Dataset excerpts:
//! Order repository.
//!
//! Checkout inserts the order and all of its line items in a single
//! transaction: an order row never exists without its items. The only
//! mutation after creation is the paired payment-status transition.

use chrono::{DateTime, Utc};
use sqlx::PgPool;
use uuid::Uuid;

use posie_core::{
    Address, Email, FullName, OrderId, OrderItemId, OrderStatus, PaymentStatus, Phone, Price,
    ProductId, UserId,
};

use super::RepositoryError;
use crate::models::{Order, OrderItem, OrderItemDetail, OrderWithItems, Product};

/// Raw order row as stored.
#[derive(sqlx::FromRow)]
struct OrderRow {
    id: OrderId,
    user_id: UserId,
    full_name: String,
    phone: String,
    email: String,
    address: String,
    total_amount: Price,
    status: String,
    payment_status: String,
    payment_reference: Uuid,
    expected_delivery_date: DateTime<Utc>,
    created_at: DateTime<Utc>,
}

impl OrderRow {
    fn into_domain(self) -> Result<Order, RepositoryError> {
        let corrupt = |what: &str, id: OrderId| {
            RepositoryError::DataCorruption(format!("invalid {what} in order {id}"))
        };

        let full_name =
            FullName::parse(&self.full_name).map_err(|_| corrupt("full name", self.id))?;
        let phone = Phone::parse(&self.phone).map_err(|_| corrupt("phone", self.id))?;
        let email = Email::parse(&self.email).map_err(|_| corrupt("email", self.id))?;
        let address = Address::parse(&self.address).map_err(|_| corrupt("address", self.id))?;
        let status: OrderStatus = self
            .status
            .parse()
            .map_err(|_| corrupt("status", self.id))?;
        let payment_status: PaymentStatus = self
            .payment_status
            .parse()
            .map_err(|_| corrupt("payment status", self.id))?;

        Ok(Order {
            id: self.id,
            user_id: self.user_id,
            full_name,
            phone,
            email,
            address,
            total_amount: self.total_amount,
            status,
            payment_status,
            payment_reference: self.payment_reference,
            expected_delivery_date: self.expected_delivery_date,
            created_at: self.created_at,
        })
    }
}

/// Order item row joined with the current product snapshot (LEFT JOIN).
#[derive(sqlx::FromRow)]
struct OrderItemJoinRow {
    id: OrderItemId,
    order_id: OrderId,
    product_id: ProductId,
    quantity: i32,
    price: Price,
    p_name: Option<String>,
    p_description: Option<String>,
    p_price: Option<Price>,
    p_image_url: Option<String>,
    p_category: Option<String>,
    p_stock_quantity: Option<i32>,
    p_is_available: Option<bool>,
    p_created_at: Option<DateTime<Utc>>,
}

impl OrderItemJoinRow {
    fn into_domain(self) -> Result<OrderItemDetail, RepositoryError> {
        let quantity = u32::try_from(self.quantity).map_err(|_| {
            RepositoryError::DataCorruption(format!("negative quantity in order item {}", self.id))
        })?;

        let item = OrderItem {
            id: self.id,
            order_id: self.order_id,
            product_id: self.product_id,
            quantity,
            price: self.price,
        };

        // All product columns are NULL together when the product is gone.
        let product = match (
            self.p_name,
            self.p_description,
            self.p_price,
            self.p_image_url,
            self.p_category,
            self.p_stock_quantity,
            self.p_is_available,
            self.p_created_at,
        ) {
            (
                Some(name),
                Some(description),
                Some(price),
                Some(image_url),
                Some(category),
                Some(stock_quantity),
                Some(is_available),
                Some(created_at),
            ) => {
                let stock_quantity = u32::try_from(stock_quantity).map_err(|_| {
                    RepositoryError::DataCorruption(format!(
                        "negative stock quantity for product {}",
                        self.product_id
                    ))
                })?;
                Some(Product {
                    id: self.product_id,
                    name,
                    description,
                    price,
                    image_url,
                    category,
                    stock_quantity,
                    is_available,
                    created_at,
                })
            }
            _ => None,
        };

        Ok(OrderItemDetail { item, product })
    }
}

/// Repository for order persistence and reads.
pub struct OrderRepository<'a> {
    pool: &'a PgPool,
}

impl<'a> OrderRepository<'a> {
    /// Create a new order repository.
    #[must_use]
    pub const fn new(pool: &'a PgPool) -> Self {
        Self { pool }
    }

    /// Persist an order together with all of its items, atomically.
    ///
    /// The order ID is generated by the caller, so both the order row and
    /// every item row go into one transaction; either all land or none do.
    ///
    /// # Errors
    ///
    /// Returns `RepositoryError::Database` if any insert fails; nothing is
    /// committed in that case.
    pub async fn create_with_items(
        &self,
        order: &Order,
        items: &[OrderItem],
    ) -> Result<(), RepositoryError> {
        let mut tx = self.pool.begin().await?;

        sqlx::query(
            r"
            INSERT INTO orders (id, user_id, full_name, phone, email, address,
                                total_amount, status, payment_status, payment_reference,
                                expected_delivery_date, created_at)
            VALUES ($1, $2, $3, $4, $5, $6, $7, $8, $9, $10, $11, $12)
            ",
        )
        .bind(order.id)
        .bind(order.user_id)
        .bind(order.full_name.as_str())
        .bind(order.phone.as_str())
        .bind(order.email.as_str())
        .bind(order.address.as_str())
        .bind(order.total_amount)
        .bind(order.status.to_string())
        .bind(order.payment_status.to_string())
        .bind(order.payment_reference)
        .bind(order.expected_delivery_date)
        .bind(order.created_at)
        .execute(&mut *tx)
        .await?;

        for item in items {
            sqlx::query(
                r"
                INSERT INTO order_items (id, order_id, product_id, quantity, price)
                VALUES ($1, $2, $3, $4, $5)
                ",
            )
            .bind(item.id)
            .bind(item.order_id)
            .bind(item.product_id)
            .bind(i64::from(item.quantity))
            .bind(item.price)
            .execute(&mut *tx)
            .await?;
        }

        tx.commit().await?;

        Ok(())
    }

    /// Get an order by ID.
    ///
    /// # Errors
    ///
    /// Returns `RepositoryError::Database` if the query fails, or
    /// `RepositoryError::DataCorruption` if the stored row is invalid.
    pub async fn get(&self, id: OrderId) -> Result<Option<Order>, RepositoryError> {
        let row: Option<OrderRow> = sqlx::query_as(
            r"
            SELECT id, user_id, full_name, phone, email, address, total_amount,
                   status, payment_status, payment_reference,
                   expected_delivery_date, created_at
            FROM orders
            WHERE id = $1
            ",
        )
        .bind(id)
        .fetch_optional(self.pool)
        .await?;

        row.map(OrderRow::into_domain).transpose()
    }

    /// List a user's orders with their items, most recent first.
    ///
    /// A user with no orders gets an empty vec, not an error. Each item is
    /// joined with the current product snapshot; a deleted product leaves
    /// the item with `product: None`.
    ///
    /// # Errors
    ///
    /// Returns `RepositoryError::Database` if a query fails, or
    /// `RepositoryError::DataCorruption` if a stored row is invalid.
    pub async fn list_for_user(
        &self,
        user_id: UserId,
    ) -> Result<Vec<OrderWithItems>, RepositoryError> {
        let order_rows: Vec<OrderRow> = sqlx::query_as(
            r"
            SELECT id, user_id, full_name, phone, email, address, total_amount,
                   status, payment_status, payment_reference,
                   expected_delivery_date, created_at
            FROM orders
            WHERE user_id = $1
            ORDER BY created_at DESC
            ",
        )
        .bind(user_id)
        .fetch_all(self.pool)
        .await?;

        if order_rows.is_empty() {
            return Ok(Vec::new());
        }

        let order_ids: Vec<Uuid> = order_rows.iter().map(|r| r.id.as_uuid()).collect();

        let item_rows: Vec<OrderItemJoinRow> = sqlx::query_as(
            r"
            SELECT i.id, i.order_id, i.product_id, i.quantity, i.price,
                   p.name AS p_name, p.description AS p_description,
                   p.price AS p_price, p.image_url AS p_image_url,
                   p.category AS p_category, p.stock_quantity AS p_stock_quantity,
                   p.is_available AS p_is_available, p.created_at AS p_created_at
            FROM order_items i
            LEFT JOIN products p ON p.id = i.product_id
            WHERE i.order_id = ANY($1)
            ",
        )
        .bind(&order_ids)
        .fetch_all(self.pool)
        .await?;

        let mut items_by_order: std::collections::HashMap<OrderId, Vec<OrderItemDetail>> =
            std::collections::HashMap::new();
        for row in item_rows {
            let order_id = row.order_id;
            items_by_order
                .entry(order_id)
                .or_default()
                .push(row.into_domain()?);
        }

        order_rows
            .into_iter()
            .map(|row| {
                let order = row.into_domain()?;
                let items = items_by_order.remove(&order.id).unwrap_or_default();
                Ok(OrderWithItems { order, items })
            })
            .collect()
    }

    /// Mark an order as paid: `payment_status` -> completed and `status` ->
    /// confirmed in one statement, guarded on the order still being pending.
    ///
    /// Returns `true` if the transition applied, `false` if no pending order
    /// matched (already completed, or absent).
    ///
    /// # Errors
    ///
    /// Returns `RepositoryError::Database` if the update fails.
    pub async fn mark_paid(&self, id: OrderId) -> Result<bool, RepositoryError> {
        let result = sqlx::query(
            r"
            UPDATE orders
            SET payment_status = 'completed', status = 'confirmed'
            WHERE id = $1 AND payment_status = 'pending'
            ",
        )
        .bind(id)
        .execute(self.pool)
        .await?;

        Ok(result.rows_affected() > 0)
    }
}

ASSIGNMENT:
Look through the data above. Each line containing the word "impl" needs to be copied.

RESPONSE:
impl OrderRow {
impl OrderItemJoinRow {
impl<'a> OrderRepository<'a> {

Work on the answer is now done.